## [WHAT THE TASK REQUIRES]
Write out each line of the entries below that holds the word "next".

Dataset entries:
=-=-=-=-=
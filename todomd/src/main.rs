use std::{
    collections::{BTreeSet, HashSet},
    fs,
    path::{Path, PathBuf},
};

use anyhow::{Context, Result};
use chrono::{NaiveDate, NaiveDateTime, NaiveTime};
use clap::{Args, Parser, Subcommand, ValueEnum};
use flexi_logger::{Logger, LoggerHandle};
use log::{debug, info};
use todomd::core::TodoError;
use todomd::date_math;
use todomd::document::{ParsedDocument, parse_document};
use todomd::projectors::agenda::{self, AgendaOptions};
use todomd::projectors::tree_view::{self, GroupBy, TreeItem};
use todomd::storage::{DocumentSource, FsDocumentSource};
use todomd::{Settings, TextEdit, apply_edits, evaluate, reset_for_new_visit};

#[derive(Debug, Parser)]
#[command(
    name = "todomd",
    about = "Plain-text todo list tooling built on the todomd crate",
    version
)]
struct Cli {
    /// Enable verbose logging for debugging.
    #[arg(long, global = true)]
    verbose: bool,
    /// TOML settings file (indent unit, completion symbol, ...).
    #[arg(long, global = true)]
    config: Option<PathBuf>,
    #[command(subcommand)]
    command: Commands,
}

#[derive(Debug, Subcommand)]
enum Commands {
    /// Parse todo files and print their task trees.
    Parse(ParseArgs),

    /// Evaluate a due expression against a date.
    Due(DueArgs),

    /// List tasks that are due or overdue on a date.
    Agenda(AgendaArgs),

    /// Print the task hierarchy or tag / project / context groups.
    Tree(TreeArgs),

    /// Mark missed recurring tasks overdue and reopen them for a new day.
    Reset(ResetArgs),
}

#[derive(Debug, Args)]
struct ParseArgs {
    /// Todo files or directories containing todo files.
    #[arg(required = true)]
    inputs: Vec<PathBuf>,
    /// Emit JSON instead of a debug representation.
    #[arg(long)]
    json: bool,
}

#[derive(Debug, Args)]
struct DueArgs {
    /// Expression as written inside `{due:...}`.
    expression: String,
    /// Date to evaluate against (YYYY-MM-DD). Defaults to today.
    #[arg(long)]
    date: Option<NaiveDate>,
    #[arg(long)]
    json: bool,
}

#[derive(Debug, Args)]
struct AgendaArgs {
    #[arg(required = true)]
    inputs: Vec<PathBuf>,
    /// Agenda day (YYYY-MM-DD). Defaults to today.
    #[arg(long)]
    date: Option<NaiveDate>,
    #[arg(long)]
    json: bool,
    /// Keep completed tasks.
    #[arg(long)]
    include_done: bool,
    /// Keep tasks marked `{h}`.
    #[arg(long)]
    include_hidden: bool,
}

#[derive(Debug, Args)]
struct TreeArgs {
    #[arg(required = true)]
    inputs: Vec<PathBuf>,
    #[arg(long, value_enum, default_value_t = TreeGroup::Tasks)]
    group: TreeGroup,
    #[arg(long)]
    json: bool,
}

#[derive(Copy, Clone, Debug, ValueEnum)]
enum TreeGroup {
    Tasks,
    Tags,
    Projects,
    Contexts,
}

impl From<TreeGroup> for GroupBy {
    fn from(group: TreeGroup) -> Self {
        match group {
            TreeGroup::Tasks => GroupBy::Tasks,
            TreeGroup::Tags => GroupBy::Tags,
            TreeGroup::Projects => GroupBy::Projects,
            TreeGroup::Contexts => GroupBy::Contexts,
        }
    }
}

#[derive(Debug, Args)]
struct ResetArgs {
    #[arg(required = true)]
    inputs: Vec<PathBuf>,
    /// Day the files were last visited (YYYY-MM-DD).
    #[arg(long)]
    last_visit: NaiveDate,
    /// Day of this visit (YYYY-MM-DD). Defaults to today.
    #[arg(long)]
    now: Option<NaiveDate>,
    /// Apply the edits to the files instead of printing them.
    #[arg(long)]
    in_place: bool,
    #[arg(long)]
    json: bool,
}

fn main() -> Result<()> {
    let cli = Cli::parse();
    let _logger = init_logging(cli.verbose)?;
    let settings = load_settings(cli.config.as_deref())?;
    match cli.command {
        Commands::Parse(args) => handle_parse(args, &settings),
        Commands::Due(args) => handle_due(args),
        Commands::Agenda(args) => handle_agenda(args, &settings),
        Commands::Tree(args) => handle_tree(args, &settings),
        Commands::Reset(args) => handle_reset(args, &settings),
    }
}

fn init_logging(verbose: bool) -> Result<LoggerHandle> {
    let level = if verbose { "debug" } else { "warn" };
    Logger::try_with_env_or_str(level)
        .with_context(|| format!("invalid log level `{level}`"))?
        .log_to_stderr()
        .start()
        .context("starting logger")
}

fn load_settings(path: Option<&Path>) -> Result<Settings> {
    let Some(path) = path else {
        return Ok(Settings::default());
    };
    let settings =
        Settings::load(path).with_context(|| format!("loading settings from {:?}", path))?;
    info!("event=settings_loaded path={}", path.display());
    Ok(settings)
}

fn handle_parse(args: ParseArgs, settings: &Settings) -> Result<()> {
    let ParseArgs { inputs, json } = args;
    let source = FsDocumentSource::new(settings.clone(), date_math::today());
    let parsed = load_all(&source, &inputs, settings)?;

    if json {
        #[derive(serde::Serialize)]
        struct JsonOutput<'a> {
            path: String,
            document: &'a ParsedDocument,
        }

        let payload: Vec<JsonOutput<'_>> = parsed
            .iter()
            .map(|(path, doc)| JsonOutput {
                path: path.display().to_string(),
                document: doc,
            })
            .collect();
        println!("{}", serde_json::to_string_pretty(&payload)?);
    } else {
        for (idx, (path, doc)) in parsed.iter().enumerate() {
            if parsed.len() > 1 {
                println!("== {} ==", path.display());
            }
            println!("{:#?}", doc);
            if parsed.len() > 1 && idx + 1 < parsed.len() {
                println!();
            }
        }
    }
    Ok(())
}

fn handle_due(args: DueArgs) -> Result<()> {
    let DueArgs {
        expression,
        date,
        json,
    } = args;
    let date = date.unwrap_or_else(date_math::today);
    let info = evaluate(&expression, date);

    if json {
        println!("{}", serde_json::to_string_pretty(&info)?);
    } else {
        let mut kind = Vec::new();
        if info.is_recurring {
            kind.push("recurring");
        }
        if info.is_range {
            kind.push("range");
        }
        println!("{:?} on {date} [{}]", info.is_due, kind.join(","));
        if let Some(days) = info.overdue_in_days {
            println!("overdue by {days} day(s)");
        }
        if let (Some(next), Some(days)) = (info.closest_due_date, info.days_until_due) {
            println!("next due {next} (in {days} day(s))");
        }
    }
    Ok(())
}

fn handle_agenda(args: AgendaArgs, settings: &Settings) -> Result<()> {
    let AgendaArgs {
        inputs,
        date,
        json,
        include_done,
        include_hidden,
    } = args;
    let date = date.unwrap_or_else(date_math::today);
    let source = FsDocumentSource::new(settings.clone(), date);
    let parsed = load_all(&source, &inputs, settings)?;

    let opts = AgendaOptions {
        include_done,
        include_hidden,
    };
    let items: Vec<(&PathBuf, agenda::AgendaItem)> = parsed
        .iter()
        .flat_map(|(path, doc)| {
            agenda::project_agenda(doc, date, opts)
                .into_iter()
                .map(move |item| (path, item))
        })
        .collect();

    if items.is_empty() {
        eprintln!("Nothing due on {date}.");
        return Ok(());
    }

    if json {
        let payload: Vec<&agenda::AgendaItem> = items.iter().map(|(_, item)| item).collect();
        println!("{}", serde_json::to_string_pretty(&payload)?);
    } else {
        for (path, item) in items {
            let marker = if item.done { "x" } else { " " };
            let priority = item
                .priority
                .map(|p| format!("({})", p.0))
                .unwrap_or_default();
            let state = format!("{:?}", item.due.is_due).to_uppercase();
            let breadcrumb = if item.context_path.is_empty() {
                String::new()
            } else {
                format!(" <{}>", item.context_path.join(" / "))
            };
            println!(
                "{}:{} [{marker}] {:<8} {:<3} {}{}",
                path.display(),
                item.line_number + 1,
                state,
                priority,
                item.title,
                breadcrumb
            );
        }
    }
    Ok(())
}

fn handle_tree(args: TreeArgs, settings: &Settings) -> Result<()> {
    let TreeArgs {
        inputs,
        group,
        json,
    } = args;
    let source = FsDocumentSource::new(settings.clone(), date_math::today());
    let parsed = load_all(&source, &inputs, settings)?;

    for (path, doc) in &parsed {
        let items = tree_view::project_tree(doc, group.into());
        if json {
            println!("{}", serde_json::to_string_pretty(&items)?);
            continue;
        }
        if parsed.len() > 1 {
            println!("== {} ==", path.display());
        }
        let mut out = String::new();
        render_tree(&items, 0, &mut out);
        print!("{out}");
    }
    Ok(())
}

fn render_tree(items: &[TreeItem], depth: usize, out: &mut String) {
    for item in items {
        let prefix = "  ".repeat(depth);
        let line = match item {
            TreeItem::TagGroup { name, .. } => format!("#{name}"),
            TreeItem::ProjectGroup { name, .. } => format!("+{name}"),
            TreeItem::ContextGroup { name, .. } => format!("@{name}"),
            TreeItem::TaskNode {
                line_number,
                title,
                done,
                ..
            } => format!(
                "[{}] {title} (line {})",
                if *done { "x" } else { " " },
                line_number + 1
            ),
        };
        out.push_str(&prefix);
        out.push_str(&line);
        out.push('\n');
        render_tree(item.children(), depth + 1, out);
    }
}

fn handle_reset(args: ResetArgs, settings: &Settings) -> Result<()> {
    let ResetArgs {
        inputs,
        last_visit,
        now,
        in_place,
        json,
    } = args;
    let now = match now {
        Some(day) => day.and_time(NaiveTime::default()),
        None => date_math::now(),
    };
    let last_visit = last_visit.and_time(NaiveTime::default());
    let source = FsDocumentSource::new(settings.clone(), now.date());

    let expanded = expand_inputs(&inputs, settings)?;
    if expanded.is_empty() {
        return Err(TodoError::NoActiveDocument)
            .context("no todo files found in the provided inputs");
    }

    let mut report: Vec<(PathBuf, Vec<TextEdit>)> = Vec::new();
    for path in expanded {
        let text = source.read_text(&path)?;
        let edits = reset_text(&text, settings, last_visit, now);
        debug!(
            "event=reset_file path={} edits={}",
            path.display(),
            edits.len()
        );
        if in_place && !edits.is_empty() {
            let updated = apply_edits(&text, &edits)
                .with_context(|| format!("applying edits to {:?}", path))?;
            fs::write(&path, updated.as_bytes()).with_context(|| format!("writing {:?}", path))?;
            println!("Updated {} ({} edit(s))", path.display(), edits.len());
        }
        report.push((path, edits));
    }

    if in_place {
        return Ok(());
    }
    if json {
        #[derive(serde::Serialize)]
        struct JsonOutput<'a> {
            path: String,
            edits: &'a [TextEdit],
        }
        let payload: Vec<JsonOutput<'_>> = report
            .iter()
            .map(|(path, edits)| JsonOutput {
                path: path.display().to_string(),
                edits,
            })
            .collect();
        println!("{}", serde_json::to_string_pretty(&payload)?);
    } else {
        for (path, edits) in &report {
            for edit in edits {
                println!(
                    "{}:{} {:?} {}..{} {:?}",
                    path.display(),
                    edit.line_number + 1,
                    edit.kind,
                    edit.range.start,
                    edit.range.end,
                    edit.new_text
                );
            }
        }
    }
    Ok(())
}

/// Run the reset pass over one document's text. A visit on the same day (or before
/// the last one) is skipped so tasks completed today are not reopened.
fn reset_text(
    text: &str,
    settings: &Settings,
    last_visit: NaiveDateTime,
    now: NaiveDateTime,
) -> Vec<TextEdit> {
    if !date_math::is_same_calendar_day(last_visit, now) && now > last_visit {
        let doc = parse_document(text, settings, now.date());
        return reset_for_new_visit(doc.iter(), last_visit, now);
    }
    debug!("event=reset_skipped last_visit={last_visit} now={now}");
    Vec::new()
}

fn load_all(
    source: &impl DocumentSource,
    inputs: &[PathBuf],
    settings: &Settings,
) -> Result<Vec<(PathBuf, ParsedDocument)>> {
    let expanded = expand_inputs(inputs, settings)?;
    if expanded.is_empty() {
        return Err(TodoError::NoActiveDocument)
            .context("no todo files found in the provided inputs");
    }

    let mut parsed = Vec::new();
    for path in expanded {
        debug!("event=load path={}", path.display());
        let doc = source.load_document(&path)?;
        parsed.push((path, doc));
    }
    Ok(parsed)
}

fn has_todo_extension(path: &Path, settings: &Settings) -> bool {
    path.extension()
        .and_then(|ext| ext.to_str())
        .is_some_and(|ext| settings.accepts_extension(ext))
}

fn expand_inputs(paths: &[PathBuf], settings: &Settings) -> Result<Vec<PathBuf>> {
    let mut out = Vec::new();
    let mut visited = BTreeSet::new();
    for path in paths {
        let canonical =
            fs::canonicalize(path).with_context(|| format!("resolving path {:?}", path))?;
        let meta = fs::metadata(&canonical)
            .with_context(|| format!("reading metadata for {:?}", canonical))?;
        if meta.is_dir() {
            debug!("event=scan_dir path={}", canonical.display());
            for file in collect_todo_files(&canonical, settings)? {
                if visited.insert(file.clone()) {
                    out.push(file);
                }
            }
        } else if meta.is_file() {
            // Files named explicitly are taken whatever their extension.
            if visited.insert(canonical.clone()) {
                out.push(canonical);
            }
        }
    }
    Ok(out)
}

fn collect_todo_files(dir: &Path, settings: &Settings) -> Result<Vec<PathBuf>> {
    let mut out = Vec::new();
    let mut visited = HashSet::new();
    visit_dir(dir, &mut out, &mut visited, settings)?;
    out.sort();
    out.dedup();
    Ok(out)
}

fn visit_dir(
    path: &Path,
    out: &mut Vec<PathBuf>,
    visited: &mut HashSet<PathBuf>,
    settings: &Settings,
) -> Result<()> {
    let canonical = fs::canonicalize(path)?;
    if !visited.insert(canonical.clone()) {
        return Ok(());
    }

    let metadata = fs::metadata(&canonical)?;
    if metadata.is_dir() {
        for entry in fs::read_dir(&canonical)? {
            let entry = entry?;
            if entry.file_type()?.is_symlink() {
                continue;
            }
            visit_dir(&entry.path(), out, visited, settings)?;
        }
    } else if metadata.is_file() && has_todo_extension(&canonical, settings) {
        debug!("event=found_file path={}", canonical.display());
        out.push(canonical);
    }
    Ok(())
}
=-=-=-=-=
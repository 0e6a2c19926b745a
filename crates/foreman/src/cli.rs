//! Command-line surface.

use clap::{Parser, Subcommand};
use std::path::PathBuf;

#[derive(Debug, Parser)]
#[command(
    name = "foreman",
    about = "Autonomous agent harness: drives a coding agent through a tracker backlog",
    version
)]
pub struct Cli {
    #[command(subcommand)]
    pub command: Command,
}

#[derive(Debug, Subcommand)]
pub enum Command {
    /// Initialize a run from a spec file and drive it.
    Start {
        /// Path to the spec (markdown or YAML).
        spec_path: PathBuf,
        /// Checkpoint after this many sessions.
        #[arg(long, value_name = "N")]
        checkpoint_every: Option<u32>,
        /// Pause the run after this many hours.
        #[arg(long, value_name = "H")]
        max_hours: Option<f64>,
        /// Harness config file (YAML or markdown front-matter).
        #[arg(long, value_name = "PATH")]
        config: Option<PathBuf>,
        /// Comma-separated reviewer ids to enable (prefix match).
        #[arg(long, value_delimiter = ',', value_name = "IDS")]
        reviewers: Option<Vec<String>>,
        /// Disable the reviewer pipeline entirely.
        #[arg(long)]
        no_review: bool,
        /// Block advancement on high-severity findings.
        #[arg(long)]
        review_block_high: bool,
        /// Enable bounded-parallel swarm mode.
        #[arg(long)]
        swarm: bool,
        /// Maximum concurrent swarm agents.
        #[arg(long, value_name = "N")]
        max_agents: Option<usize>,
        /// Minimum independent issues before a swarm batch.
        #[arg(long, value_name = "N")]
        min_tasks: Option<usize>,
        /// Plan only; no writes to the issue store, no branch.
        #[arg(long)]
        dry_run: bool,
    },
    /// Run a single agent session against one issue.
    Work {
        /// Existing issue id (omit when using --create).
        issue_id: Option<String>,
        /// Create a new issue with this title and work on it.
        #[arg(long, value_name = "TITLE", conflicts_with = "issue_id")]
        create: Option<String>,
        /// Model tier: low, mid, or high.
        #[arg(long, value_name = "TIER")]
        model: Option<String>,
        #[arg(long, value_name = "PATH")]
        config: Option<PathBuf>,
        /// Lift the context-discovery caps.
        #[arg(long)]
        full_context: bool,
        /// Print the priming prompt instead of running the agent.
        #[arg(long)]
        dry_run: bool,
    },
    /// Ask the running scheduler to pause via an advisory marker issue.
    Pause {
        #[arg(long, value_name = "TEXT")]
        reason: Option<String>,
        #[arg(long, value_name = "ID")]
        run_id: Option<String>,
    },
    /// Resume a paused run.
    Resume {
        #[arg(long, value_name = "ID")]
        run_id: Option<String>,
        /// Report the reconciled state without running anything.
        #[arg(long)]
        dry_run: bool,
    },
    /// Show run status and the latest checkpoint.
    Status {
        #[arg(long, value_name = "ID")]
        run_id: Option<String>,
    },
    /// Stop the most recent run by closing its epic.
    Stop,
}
=-=-=-=-=
## [EXPECTED ANSWER]
        if let (Some(next), Some(days)) = (info.closest_due_date, info.days_until_due) {
            println!("next due {next} (in {days} day(s))");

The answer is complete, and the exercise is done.